(EXERCISE AIM) Return, from the lines below, each one that includes the word "stdout".

[WORKING DATA Boundary: Start]

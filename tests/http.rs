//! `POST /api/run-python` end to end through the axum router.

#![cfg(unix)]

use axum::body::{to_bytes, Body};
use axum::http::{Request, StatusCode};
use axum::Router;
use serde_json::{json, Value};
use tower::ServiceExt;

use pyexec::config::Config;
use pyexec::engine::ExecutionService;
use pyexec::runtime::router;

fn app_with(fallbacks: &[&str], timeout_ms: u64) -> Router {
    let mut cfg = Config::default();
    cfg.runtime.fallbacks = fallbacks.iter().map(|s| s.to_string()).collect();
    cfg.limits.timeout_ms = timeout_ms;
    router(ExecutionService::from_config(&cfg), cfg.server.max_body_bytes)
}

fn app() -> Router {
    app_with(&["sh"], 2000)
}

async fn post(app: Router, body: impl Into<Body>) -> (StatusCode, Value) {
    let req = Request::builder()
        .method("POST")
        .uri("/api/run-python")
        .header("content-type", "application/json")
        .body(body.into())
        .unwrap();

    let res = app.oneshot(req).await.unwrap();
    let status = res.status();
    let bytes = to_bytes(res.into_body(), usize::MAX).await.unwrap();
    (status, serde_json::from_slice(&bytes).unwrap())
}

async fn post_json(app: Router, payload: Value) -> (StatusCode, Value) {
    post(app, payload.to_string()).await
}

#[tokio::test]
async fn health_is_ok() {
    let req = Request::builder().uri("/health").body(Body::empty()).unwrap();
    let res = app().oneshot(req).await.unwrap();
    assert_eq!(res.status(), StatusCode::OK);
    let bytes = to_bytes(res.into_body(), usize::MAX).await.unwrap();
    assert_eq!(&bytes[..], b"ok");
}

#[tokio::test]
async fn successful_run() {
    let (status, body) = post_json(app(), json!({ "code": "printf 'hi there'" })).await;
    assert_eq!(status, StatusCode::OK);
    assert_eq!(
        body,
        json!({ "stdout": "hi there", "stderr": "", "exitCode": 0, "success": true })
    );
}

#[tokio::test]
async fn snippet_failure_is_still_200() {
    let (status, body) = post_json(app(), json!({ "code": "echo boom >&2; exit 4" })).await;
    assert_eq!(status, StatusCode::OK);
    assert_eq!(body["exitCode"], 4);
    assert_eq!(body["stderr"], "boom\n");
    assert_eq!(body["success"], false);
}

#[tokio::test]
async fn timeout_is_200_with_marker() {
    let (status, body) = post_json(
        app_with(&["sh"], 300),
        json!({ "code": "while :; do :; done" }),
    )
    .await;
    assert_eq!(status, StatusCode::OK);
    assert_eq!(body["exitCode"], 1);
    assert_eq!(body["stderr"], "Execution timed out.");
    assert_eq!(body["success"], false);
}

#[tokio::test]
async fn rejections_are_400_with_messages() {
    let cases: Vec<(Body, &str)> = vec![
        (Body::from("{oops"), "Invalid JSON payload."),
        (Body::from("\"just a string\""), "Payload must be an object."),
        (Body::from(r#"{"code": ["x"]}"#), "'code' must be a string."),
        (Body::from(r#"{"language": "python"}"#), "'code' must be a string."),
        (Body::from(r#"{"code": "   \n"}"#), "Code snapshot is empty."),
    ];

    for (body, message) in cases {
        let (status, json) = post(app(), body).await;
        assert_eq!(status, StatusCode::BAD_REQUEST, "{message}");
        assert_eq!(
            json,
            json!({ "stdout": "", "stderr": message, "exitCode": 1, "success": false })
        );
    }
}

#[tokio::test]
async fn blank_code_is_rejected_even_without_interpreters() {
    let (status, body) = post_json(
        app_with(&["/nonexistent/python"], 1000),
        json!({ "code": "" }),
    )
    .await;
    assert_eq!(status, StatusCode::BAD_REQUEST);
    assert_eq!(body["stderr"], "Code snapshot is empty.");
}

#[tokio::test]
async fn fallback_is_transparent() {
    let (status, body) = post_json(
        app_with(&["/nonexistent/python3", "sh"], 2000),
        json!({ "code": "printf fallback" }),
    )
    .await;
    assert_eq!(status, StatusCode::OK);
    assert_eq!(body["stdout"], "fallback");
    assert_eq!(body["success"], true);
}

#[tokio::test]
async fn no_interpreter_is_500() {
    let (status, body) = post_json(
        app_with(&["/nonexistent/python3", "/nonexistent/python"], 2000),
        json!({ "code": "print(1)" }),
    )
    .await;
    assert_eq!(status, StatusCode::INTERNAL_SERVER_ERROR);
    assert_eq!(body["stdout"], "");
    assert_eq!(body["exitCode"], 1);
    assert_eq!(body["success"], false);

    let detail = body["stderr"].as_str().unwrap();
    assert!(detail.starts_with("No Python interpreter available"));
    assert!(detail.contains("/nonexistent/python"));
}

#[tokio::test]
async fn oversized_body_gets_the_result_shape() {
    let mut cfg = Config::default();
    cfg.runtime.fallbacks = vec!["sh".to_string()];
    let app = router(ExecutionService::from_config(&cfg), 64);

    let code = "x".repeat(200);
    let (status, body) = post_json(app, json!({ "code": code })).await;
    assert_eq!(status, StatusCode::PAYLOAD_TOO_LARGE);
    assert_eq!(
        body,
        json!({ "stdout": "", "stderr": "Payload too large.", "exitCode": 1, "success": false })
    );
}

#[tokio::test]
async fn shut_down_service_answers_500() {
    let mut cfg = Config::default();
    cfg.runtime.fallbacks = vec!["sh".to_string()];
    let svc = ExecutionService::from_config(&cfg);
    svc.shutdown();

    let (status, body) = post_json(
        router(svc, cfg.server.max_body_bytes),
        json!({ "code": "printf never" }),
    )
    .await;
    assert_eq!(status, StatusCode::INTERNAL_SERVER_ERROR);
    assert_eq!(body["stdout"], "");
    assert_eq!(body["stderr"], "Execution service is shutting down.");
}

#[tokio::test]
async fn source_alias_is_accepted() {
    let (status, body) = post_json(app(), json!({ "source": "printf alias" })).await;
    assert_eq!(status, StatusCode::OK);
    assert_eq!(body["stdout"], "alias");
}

[WORKING DATA Boundary: End]
[WORKING DATA Boundary: Start]

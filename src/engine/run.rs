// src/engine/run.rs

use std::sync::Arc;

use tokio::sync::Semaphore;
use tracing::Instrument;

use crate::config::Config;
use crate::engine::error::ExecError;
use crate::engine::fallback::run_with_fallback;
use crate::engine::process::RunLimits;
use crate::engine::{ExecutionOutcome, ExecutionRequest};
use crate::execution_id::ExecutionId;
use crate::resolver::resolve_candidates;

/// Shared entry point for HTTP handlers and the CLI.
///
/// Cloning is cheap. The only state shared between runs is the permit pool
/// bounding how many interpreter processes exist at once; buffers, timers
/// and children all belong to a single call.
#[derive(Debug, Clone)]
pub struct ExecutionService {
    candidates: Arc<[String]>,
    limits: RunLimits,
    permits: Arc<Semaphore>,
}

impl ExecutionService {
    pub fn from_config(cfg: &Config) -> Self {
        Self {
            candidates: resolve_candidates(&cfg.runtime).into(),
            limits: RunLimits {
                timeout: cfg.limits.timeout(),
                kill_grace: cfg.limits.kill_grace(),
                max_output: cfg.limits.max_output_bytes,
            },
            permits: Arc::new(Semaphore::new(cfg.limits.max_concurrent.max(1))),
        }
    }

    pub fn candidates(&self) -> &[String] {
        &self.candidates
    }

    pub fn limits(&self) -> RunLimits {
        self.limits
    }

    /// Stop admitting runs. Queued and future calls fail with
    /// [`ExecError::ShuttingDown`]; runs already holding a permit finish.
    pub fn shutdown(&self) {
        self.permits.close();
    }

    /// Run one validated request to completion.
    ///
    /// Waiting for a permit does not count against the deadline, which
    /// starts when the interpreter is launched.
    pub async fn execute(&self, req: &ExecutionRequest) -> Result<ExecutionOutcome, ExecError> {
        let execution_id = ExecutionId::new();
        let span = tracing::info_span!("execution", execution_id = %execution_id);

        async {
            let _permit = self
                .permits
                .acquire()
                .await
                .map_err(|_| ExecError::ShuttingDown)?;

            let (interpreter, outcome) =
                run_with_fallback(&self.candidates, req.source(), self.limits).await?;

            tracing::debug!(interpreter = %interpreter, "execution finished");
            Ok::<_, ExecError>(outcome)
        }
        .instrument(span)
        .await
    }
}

[WORKING DATA Boundary: End]

(ANSWER BELOW)
        json!({ "stdout": "hi there", "stderr": "", "exitCode": 0, "success": true })
            json!({ "stdout": "", "stderr": message, "exitCode": 1, "success": false })
    assert_eq!(body["stdout"], "fallback");
    assert_eq!(body["stdout"], "");
        json!({ "stdout": "", "stderr": "Payload too large.", "exitCode": 1, "success": false })
    assert_eq!(body["stdout"], "");
    assert_eq!(body["stdout"], "alias");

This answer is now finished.